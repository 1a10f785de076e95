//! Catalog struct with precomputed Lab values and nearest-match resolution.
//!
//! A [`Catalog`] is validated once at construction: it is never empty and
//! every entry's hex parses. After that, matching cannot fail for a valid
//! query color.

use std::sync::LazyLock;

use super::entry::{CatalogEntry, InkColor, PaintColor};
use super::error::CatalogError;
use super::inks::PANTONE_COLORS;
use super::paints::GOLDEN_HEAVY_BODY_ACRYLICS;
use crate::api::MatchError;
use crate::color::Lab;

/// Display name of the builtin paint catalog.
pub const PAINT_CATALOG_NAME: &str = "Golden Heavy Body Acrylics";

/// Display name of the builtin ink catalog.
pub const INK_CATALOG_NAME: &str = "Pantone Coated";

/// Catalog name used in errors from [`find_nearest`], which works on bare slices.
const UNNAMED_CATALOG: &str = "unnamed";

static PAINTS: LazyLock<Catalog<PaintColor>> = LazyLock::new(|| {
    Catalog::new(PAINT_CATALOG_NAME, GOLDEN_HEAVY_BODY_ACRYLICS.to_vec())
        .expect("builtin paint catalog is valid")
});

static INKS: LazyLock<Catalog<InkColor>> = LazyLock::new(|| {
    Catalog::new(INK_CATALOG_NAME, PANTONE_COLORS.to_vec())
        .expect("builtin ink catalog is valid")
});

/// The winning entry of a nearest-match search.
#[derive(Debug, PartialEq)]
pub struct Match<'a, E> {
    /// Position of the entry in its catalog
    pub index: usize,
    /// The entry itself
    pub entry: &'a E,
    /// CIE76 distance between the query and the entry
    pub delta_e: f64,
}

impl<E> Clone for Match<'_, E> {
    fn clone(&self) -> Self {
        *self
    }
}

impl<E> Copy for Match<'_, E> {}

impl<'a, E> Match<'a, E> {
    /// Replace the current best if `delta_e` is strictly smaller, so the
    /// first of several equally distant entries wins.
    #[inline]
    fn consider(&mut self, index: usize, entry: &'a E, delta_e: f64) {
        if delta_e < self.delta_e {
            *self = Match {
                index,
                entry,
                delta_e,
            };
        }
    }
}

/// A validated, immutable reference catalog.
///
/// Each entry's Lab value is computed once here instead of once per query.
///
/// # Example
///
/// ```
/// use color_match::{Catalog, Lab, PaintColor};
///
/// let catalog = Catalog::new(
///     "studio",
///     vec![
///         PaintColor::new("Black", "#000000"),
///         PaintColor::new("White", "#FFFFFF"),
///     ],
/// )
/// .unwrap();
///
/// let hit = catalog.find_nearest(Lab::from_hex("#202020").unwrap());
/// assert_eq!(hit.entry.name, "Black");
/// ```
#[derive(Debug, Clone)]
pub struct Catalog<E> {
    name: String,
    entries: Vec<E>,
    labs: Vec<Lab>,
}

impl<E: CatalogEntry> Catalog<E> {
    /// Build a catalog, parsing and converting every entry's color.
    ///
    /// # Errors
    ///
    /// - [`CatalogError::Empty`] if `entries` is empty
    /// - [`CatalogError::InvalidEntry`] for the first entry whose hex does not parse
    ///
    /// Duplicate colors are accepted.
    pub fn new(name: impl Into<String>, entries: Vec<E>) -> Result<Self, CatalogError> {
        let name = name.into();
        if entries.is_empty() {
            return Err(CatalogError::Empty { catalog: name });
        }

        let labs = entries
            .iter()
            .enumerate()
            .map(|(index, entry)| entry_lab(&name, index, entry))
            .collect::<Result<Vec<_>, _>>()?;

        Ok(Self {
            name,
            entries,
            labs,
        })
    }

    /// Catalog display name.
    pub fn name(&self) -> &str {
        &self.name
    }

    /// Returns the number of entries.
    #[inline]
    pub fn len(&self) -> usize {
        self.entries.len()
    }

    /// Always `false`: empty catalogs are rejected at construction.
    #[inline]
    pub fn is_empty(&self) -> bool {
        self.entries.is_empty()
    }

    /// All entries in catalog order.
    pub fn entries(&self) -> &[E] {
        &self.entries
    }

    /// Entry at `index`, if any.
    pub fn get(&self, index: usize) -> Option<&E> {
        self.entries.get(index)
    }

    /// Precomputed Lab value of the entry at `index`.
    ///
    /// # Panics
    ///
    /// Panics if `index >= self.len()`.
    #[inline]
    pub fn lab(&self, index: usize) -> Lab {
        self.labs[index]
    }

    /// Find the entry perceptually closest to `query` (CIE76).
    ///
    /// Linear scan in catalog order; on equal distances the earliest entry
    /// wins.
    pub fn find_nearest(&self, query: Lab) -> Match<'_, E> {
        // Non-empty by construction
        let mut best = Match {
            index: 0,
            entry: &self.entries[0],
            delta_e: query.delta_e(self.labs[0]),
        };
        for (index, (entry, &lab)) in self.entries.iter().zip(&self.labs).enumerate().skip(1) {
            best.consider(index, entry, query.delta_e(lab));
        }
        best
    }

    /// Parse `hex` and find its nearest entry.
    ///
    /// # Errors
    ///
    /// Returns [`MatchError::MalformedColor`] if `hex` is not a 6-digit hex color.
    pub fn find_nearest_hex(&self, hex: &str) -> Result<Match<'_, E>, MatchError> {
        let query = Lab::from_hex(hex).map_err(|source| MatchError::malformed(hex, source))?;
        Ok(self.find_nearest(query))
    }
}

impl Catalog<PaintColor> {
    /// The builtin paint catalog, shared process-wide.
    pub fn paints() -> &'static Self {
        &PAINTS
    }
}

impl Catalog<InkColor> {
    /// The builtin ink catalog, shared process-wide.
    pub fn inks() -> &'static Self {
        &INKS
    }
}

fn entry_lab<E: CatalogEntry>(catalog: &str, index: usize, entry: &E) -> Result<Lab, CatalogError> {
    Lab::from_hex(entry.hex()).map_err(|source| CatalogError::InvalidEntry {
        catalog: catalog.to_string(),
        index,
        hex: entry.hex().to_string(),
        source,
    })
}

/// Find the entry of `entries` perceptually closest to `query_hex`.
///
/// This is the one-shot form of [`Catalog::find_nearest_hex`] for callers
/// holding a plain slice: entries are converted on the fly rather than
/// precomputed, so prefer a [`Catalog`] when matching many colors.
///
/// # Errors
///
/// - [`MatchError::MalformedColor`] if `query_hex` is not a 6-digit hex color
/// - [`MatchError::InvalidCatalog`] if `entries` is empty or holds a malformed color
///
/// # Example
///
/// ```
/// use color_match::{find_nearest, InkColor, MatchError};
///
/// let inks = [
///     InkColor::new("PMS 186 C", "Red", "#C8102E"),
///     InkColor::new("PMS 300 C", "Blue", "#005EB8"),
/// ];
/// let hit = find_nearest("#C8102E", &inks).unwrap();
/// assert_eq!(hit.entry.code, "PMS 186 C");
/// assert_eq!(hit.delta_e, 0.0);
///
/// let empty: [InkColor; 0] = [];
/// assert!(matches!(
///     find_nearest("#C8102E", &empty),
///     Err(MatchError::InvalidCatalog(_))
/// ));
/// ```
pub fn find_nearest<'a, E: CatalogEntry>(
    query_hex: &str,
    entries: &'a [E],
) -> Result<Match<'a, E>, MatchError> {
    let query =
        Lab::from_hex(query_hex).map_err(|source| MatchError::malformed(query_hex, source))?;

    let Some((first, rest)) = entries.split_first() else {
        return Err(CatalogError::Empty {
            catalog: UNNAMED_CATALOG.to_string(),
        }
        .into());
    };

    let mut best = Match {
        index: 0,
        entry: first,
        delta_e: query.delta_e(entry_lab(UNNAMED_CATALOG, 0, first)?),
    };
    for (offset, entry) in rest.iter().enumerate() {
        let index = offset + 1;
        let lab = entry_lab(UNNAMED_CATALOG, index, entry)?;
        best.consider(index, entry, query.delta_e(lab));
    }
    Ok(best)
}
==============================
To do >>
Your task is to quote the lines above, beginning with the first and ending with the one that holds "static INKS: LazyLock<Catalog<InkColor>>".

Answer for this exercise >>
repository 1a10f785de076e95
//! Catalog struct with precomputed Lab values and nearest-match resolution.
//!
//! A [`Catalog`] is validated once at construction: it is never empty and
//! every entry's hex parses. After that, matching cannot fail for a valid
//! query color.

use std::sync::LazyLock;

use super::entry::{CatalogEntry, InkColor, PaintColor};
use super::error::CatalogError;
use super::inks::PANTONE_COLORS;
use super::paints::GOLDEN_HEAVY_BODY_ACRYLICS;
use crate::api::MatchError;
use crate::color::Lab;

/// Display name of the builtin paint catalog.
pub const PAINT_CATALOG_NAME: &str = "Golden Heavy Body Acrylics";

/// Display name of the builtin ink catalog.
pub const INK_CATALOG_NAME: &str = "Pantone Coated";

/// Catalog name used in errors from [`find_nearest`], which works on bare slices.
const UNNAMED_CATALOG: &str = "unnamed";

static PAINTS: LazyLock<Catalog<PaintColor>> = LazyLock::new(|| {
    Catalog::new(PAINT_CATALOG_NAME, GOLDEN_HEAVY_BODY_ACRYLICS.to_vec())
        .expect("builtin paint catalog is valid")
});

static INKS: LazyLock<Catalog<InkColor>> = LazyLock::new(|| {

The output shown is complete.